Italy earthquake: Child saved after 15 hours under rubble

Italian rescue workers have freed the last of three children trapped under rubble after a deadly earthquake on the Italian holiday island of Ischia off the coast of Naples.

Eleven-year-old Ciro had been stuck for more than 15 hours, according to rescue services.

Two people are confirmed dead, the Department for Civil Protection said on Tuesday.

The first victim, a woman, was caught in the partial collapse of a church, civil protection officials said. A second victim was caught under rubble and rescue workers were trying to recover the body.

Rescue workers toiled through the night to free Ciro’s two brothers, first pulling out 7-month-old Pasquale, and then Mattias.

“There are no words to express our happiness and satisfaction. We worked all night taking enormous risks,” said Luca Cari, a spokesman for the Italian fire service.

“The two older boys took refuge under the mattress of their double-deck bed when the house collapsed. The older one, Ciro, who is 11, the last one to be saved, is now in a good condition.
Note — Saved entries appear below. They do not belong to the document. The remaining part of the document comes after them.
//! Persistence contracts for durable play state.
//!
//! The interpreter and combat service only ever see these traits; storage
//! backends live behind them. Writes must complete before a step result is
//! produced, and a failed write leaves stored state untouched so callers can
//! retry; the interpreter re-validates its preconditions on every call.
//!
//! Operations that touch both records write the hero before the quest state.
//! Flag effects are idempotent map writes, so after a failed quest-state save
//! the retried call re-applies them and continues from the stored node.

mod error;
mod memory;

pub use error::{RepositoryError, Result};
pub use memory::{InMemoryHeroRepo, InMemoryQuestStateRepo};

use async_trait::async_trait;
use game_core::quest::{PlayerQuestState, QuestId, UserId};
use game_core::stats::HeroRecord;

/// Durable storage for per-player quest walks, keyed by (user, quest).
#[async_trait]
pub trait QuestStateRepository: Send + Sync {
    async fn load(&self, user: UserId, quest: QuestId) -> Result<Option<PlayerQuestState>>;

    /// Upsert by the state's (user, quest) key.
    async fn save(&self, state: &PlayerQuestState) -> Result<()>;

    /// All quest states for a user, used for prerequisite checks.
    async fn for_user(&self, user: UserId) -> Result<Vec<PlayerQuestState>>;
}

/// Durable storage for hero records.
#[async_trait]
pub trait HeroRepository: Send + Sync {
    async fn load(&self, user: UserId) -> Result<Option<HeroRecord>>;

    async fn save(&self, hero: &HeroRecord) -> Result<()>;
}
//! Builtin encounter rule table.

use game_core::encounter::{Biome, Difficulty, EncounterKind, EncounterRule};
use game_core::stats::MonsterType;

fn rule(
    biome: Biome,
    difficulty: Difficulty,
    kind: EncounterKind,
    monster_types: &[MonsterType],
    weight: u32,
) -> EncounterRule {
    EncounterRule {
        biome,
        difficulty,
        kind,
        monster_types: monster_types.to_vec(),
        min_level: 1,
        max_level: 100,
        weight,
    }
}

/// The standard rule table: biome ladders for forest, cave, and dungeon,
/// plus any-biome boss, ambush, and random rows.
pub fn builtin_rules() -> Vec<EncounterRule> {
    use Biome::{Any, Cave, Dungeon, Forest};
    use Difficulty::{Boss, Easy, Hard, Normal};
    use EncounterKind::{Ambush, Combat, Random};
    use MonsterType::{Beast, Demon, Elemental, Humanoid, Undead};

    vec![
        // Forest
        rule(Forest, Easy, Combat, &[Beast, Humanoid], 100),
        rule(Forest, Normal, Combat, &[Beast, Humanoid, Elemental], 80),
        rule(Forest, Hard, Combat, &[Beast, Elemental, Demon], 60),
        // Cave
        rule(Cave, Easy, Combat, &[Beast, Undead], 100),
        rule(Cave, Normal, Combat, &[Undead, Humanoid, Beast], 80),
        rule(Cave, Hard, Combat, &[Undead, Demon, Elemental], 60),
        // Dungeon
        rule(Dungeon, Easy, Combat, &[Undead, Humanoid], 100),
        rule(Dungeon, Normal, Combat, &[Undead, Humanoid, Demon], 80),
        rule(Dungeon, Hard, Combat, &[Demon, Undead, Elemental], 60),
        // Bosses can appear anywhere their quest puts them.
        rule(
            Any,
            Boss,
            EncounterKind::Boss,
            &[Beast, Undead, Demon, Elemental],
            100,
        ),
        // Ambushes and wandering encounters.
        rule(Any, Normal, Ambush, &[Humanoid, Beast, Demon], 30),
        rule(Any, Easy, Random, &[Beast, Humanoid, Undead], 20),
    ]
}

#[cfg(test)]
mod tests {
    use game_core::encounter::EncounterTags;

    use super::*;

    #[test]
    fn forest_tags_match_only_forest_and_any_rows() {
        let tags = EncounterTags {
            biome: Biome::Forest,
            difficulty: Difficulty::Normal,
            kind: EncounterKind::Combat,
        };
        let matching: Vec<_> = builtin_rules()
            .into_iter()
            .filter(|rule| rule.applies_to(5, &tags))
            .collect();
        assert_eq!(matching.len(), 1);
        assert_eq!(matching[0].biome, Biome::Forest);
    }

    #[test]
    fn boss_row_applies_in_every_biome() {
        for biome in [Biome::Forest, Biome::Cave, Biome::Tower] {
            let tags = EncounterTags {
                biome,
                difficulty: Difficulty::Boss,
                kind: EncounterKind::Boss,
            };
            assert!(builtin_rules().iter().any(|rule| rule.applies_to(10, &tags)));
        }
    }
}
During the night he screamed and cries: ‘Please save me, help! I don’t want to die’. Earlier this morning we were able to open a passage to pass him some water. Then a doctor, through that passage, gave him an oxygen mask so that he could breathe.”

The boys’ father, Alessandro, was on the terrace when the quake struck and their mother, Alessandra, who is seven months pregnant, was in the bath with the three children playing on the floor below, Italian media reported.
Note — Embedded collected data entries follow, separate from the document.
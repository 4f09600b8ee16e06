//! Turn execution: hero action, monster reply, end checks.

use rand::Rng;
use serde::{Deserialize, Serialize};
use strum::{Display, EnumIter};

use super::roll::{StrikeKind, StrikeRolls, resolve_strike};
use super::session::{CombatSession, CombatStatus, CombatantStats, Side};

/// Fixed probability that a flee attempt succeeds.
pub const FLEE_SUCCESS_CHANCE: f64 = 0.7;

/// Actions available during combat. The monster AI never flees.
#[derive(
    Clone, Copy, Debug, PartialEq, Eq, Hash, Serialize, Deserialize, Display, EnumIter,
)]
#[serde(rename_all = "snake_case")]
#[strum(serialize_all = "snake_case")]
pub enum CombatAction {
    Attack,
    Magic,
    Defend,
    Flee,
}

/// What a single action did.
#[derive(Clone, Debug, PartialEq)]
pub struct ActionReport {
    pub side: Side,
    pub action: CombatAction,
    pub damage: u32,
    pub critical: bool,
    pub dodged: bool,
    /// `Some(true)` when a flee attempt succeeded, `Some(false)` when it
    /// failed, `None` for non-flee actions.
    pub fled: Option<bool>,
    pub message: String,
}

/// Everything that happened in one full turn.
#[derive(Clone, Debug, PartialEq)]
pub struct TurnReport {
    pub actions: Vec<ActionReport>,
    pub status: CombatStatus,
}

impl CombatSession {
    /// Execute the hero's chosen action.
    pub fn execute_hero_action<R: Rng>(
        &mut self,
        action: CombatAction,
        rng: &mut R,
    ) -> ActionReport {
        match action {
            CombatAction::Defend => {
                self.hero_defending = true;
                self.report(
                    Side::Hero,
                    action,
                    None,
                    format!("{} takes a defensive stance.", self.hero.name),
                )
            }
            CombatAction::Flee => {
                if rng.gen_range(0.0..1.0) < FLEE_SUCCESS_CHANCE {
                    self.status = CombatStatus::HeroFlee;
                    self.report(
                        Side::Hero,
                        action,
                        Some(true),
                        format!("{} flees the battle!", self.hero.name),
                    )
                } else {
                    self.report(
                        Side::Hero,
                        action,
                        Some(false),
                        format!("{} fails to escape!", self.hero.name),
                    )
                }
            }
            CombatAction::Attack | CombatAction::Magic => {
                let rolls = StrikeRolls::sample(rng);
                self.hero_strike(action, &rolls)
            }
        }
    }

    /// Execute the hero's strike with explicit rolls. Exposed for tests and
    /// replays; [`Self::execute_hero_action`] samples rolls and delegates
    /// here.
    pub fn hero_strike(&mut self, action: CombatAction, rolls: &StrikeRolls) -> ActionReport {
        let kind = match action {
            CombatAction::Magic => StrikeKind::Magic,
            _ => StrikeKind::Attack,
        };
        let outcome = resolve_strike(&self.hero, &self.monster, self.monster_defending, kind, rolls);
        // The defend flag is consumed by the first incoming strike.
        self.monster_defending = false;

        if outcome.dodged {
            let message = format!("{} dodges the attack!", self.monster.name);
            return self.dodge_report(Side::Hero, action, message);
        }

        self.monster_hp = self.monster_hp.saturating_sub(outcome.damage);
        let message = strike_message(&self.hero, &self.monster, action, outcome.damage, outcome.critical);
        self.report_strike(Side::Hero, action, outcome.damage, outcome.critical, message)
    }

    /// Execute the monster's AI-chosen action: attack 0.7, magic 0.2,
    /// defend 0.1.
    pub fn execute_monster_action<R: Rng>(&mut self, rng: &mut R) -> ActionReport {
        let roll: f64 = rng.gen_range(0.0..1.0);
        let action = if roll < 0.7 {
            CombatAction::Attack
        } else if roll < 0.9 {
            CombatAction::Magic
        } else {
            CombatAction::Defend
        };

        if action == CombatAction::Defend {
            self.monster_defending = true;
            return self.report(
                Side::Monster,
                action,
                None,
                format!("{} takes a defensive stance.", self.monster.name),
            );
        }

        let rolls = StrikeRolls::sample(rng);
        self.monster_strike(action, &rolls)
    }

    /// Execute the monster's strike with explicit rolls.
    pub fn monster_strike(&mut self, action: CombatAction, rolls: &StrikeRolls) -> ActionReport {
        let kind = match action {
            CombatAction::Magic => StrikeKind::Magic,
            _ => StrikeKind::Attack,
        };
        let outcome = resolve_strike(&self.monster, &self.hero, self.hero_defending, kind, rolls);
        self.hero_defending = false;

        if outcome.dodged {
            let message = format!("{} dodges the attack!", self.hero.name);
            return self.dodge_report(Side::Monster, action, message);
        }

        self.hero_hp = self.hero_hp.saturating_sub(outcome.damage);
        let message = strike_message(&self.monster, &self.hero, action, outcome.damage, outcome.critical);
        self.report_strike(Side::Monster, action, outcome.damage, outcome.critical, message)
    }

    /// Resolve terminal states.
    ///
    /// On a monster win the hero's HP is pinned to exactly 1; the hero
    /// always survives defeat.
    pub fn check_combat_end(&mut self) -> CombatStatus {
        if self.status == CombatStatus::HeroFlee {
            return self.status;
        }
        if self.hero_hp == 0 {
            self.hero_hp = 1;
            self.status = CombatStatus::MonsterWin;
            self.log.push(format!("{} falls in battle.", self.hero.name));
        } else if self.monster_hp == 0 {
            self.status = CombatStatus::HeroWin;
            self.log
                .push(format!("{} is victorious!", self.hero.name));
        }
        self.status
    }

    /// Run one full turn: hero action, end check, monster reply, end check,
    /// then advance the turn counter.
    pub fn play_turn<R: Rng>(&mut self, action: CombatAction, rng: &mut R) -> TurnReport {
        if self.status.is_terminal() {
            return TurnReport {
                actions: Vec::new(),
                status: self.status,
            };
        }

        let mut actions = vec![self.execute_hero_action(action, rng)];
        if self.check_combat_end() == CombatStatus::Ongoing {
            actions.push(self.execute_monster_action(rng));
            self.check_combat_end();
        }

        if self.status == CombatStatus::Ongoing {
            self.turn += 1;
            self.hero_defending = false;
        }

        TurnReport {
            actions,
            status: self.status,
        }
    }

    fn report(
        &mut self,
        side: Side,
        action: CombatAction,
        fled: Option<bool>,
        message: String,
    ) -> ActionReport {
        self.log.push(message.clone());
        ActionReport {
            side,
            action,
            damage: 0,
            critical: false,
            dodged: false,
            fled,
            message,
        }
    }

    fn dodge_report(&mut self, side: Side, action: CombatAction, message: String) -> ActionReport {
        self.log.push(message.clone());
        ActionReport {
            side,
            action,
            damage: 0,
            critical: false,
            dodged: true,
            fled: None,
            message,
        }
    }

    fn report_strike(
        &mut self,
        side: Side,
        action: CombatAction,
        damage: u32,
        critical: bool,
        message: String,
    ) -> ActionReport {
        self.log.push(message.clone());
        ActionReport {
            side,
            action,
            damage,
            critical,
            dodged: false,
            fled: None,
            message,
        }
    }
}

fn strike_message(
    attacker: &CombatantStats,
    defender: &CombatantStats,
    action: CombatAction,
    damage: u32,
    critical: bool,
) -> String {
    let verb = match action {
        CombatAction::Magic => "blasts",
        _ => "strikes",
    };
    let crit_note = if critical { " Critical hit!" } else { "" };
    format!(
        "{} {verb} {} for {damage} damage.{crit_note}",
        attacker.name, defender.name
    )
}

#[cfg(test)]
mod tests {
    use rand::SeedableRng;
    use rand::rngs::SmallRng;

    use crate::encounter::Difficulty;

    use super::*;

    fn session() -> CombatSession {
        let hero = CombatantStats {
            name: "Hero".into(),
            hp_max: 60,
            atk: 12,
            mag: 10,
            crit_chance: 0.0,
            dodge: 0.0,
        };
        let monster = CombatantStats {
            name: "Wolf".into(),
            hp_max: 40,
            atk: 8,
            mag: 4,
            crit_chance: 0.0,
            dodge: 0.0,
        };
        CombatSession::new(hero, monster, 4, Difficulty::Normal)
    }

    #[test]
    fn hero_strike_with_flat_rolls_deals_atk_damage() {
        let mut s = session();
        let report = s.hero_strike(CombatAction::Attack, &StrikeRolls::flat());
        assert_eq!(report.damage, 12);
        assert_eq!(s.monster_hp, 28);
    }

    #[test]
    fn monster_win_pins_hero_hp_to_one() {
        let mut s = session();
        s.hero_hp = 3;
        s.monster.atk = 50;
        s.monster_strike(CombatAction::Attack, &StrikeRolls::flat());
        assert_eq!(s.check_combat_end(), CombatStatus::MonsterWin);
        assert_eq!(s.hero_hp, 1);
    }

    #[test]
    fn hero_defend_halves_the_monster_reply() {
        let mut s = session();
        let mut rng = SmallRng::seed_from_u64(1);
        s.execute_hero_action(CombatAction::Defend, &mut rng);
        assert!(s.hero_defending);
        s.monster_strike(CombatAction::Attack, &StrikeRolls::flat());
        assert_eq!(s.hero_hp, 56); // 8 / 2 = 4 damage
        assert!(!s.hero_defending);
    }

    #[test]
    fn flee_success_rate_converges_to_seventy_percent() {
        let mut rng = SmallRng::seed_from_u64(42);
        let trials = 10_000;
        let mut successes = 0u32;
        for _ in 0..trials {
            let mut s = session();
            let report = s.execute_hero_action(CombatAction::Flee, &mut rng);
            if report.fled == Some(true) {
                successes += 1;
            }
        }
        let rate = f64::from(successes) / f64::from(trials);
        // Binomial std dev at p=0.7, n=10k is ~0.0046; allow four sigma.
        assert!((rate - FLEE_SUCCESS_CHANCE).abs() < 0.02, "rate was {rate}");
    }

    #[test]
    fn successful_flee_terminates_the_session() {
        let mut s = session();
        let mut rng = SmallRng::seed_from_u64(0);
        loop {
            let report = s.execute_hero_action(CombatAction::Flee, &mut rng);
            if report.fled == Some(true) {
                break;
            }
        }
        assert_eq!(s.check_combat_end(), CombatStatus::HeroFlee);
    }

    #[test]
    fn play_turn_advances_counter_while_ongoing() {
        let mut s = session();
        let mut rng = SmallRng::seed_from_u64(5);
        let report = s.play_turn(CombatAction::Defend, &mut rng);
        if report.status == CombatStatus::Ongoing {
            assert_eq!(s.turn, 2);
            assert!(!s.hero_defending);
        }
    }

    #[test]
    fn terminal_session_ignores_further_turns() {
        let mut s = session();
        s.status = CombatStatus::HeroWin;
        let mut rng = SmallRng::seed_from_u64(5);
        let report = s.play_turn(CombatAction::Attack, &mut rng);
        assert!(report.actions.is_empty());
        assert_eq!(report.status, CombatStatus::HeroWin);
    }
}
The parents were rescued first and then had an agonizing wait as rescue workers dug under the ruins of their home to find the children.
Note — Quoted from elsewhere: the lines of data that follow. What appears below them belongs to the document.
//! Typed special modifiers attached to an encounter.

use serde::{Deserialize, Serialize};

/// Stat adjustments and environmental effects carried by an encounter.
///
/// Multipliers are expressed as fractional bonuses/penalties: an
/// `ambush_bonus` of 0.2 means the monster's offense is scaled by 1.2.
/// All fields are optional so older serialized encounters keep decoding.
#[derive(Clone, Copy, Debug, Default, PartialEq, Serialize, Deserialize)]
#[serde(default)]
pub struct SpecialModifiers {
    /// Fractional offense bonus for the monster when it ambushes the hero.
    #[serde(skip_serializing_if = "Option::is_none")]
    pub ambush_bonus: Option<f64>,
    /// Fractional offense and HP bonus for boss monsters.
    #[serde(skip_serializing_if = "Option::is_none")]
    pub boss_bonus: Option<f64>,
    /// Fractional offense penalty for the hero (caught off guard).
    #[serde(skip_serializing_if = "Option::is_none")]
    pub hero_penalty: Option<f64>,
    /// Accuracy malus in dark biomes.
    #[serde(skip_serializing_if = "Option::is_none")]
    pub darkness_penalty: Option<f64>,
    /// Chance of environmental poison in hazardous biomes.
    #[serde(skip_serializing_if = "Option::is_none")]
    pub poison_chance: Option<f64>,
}

impl SpecialModifiers {
    pub fn is_empty(&self) -> bool {
        *self == Self::default()
    }
}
Authorities said 42 people were injured, with around 2,600 without shelter. More than a thousand tourists have already evacuated from the island, Italian media reported.

“We have sent away more than a thousand people who wanted to leave and today we set up a structure to assist the population,” Angelo Borrelli, the head of Italy’s Civil Protection force, told La Repubblica newspaper.

He said engineers were checking hotels to make sure they were structurally sound before transferring those whose accommodation was damaged in the quake.

The earthquake hit shortly before 9 p.m. local time Tuesday as many holidaymakers were sitting down to eat. The US Geological Survey said the quake had a magnitude of 4.3. Italian authorities earlier put it at 3.6, before revising it to 4.

One confirmed victim, an elderly woman, was hit by debris as a church collapsed in the town of Casamicciola on the north of the island, police said.